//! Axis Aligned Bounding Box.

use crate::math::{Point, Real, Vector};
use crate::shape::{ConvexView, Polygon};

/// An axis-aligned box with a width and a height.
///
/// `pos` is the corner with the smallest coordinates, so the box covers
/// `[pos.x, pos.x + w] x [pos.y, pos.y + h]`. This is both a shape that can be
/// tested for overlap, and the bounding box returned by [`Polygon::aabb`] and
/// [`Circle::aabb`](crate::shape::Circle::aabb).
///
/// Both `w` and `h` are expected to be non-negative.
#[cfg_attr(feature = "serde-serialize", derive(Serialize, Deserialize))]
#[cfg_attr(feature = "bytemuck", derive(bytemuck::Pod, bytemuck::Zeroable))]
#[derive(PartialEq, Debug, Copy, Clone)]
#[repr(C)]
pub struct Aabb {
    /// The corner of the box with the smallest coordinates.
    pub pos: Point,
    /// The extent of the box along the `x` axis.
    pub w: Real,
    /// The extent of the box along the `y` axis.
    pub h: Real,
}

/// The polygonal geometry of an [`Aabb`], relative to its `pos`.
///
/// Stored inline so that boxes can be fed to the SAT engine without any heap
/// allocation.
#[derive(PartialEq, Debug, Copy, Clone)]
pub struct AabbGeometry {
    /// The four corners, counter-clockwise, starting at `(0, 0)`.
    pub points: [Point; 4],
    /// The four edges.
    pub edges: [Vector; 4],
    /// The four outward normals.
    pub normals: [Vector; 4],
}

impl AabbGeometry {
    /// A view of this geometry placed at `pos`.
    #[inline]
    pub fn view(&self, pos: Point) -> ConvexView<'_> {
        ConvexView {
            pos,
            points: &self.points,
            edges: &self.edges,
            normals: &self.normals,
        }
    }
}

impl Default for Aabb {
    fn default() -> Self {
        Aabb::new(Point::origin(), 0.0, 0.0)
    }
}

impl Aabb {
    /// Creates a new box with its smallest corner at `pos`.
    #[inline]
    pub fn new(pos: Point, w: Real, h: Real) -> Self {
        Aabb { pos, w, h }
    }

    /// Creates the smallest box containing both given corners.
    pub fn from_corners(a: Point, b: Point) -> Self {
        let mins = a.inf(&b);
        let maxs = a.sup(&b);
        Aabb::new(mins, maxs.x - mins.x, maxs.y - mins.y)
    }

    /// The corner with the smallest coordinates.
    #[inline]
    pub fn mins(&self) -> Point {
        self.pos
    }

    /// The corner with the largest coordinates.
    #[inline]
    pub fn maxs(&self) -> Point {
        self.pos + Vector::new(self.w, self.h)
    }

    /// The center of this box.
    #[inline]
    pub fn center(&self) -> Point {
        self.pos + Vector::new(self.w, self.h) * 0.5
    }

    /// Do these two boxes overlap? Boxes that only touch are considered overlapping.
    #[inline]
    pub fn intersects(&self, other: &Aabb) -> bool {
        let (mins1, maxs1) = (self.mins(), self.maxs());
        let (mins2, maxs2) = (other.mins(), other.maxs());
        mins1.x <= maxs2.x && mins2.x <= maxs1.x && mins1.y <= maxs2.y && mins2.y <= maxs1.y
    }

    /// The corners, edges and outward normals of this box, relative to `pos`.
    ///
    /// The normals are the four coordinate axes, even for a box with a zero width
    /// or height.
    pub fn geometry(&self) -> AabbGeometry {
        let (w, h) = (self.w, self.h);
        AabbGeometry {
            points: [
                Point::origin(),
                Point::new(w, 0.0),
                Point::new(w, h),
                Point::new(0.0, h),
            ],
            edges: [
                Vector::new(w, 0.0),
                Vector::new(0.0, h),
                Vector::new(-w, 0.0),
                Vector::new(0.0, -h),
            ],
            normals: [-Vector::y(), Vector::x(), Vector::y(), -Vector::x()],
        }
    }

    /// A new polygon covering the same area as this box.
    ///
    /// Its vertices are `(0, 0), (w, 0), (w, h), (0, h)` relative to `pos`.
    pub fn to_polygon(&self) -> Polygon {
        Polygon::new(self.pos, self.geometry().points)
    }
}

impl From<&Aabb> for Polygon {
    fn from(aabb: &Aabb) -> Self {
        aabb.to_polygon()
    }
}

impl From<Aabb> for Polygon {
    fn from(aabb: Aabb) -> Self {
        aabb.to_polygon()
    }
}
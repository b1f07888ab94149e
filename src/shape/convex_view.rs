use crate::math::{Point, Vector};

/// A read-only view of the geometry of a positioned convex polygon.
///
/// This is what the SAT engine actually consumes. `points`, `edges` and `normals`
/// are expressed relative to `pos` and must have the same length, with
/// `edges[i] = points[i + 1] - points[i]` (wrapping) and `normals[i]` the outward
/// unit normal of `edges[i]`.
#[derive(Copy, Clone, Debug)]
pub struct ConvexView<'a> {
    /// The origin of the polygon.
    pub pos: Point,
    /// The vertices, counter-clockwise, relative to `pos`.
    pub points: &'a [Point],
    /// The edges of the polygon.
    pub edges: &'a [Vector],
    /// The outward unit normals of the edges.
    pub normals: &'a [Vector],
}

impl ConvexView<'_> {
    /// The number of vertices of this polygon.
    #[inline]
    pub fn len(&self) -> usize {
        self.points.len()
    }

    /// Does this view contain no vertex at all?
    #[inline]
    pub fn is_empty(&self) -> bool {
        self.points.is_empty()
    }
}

# Problem
Beginning with the line that contains "pub struct ConvexView<'a>", each line of the records above through the last one must be printed word for word.

# Answer space
pub struct ConvexView<'a> {
    /// The origin of the polygon.
    pub pos: Point,
    /// The vertices, counter-clockwise, relative to `pos`.
    pub points: &'a [Point],
    /// The edges of the polygon.
    pub edges: &'a [Vector],
    /// The outward unit normals of the edges.
    pub normals: &'a [Vector],
}

impl ConvexView<'_> {
    /// The number of vertices of this polygon.
    #[inline]
    pub fn len(&self) -> usize {
        self.points.len()
    }

    /// Does this view contain no vertex at all?
    #[inline]
    pub fn is_empty(&self) -> bool {
        self.points.is_empty()
    }
}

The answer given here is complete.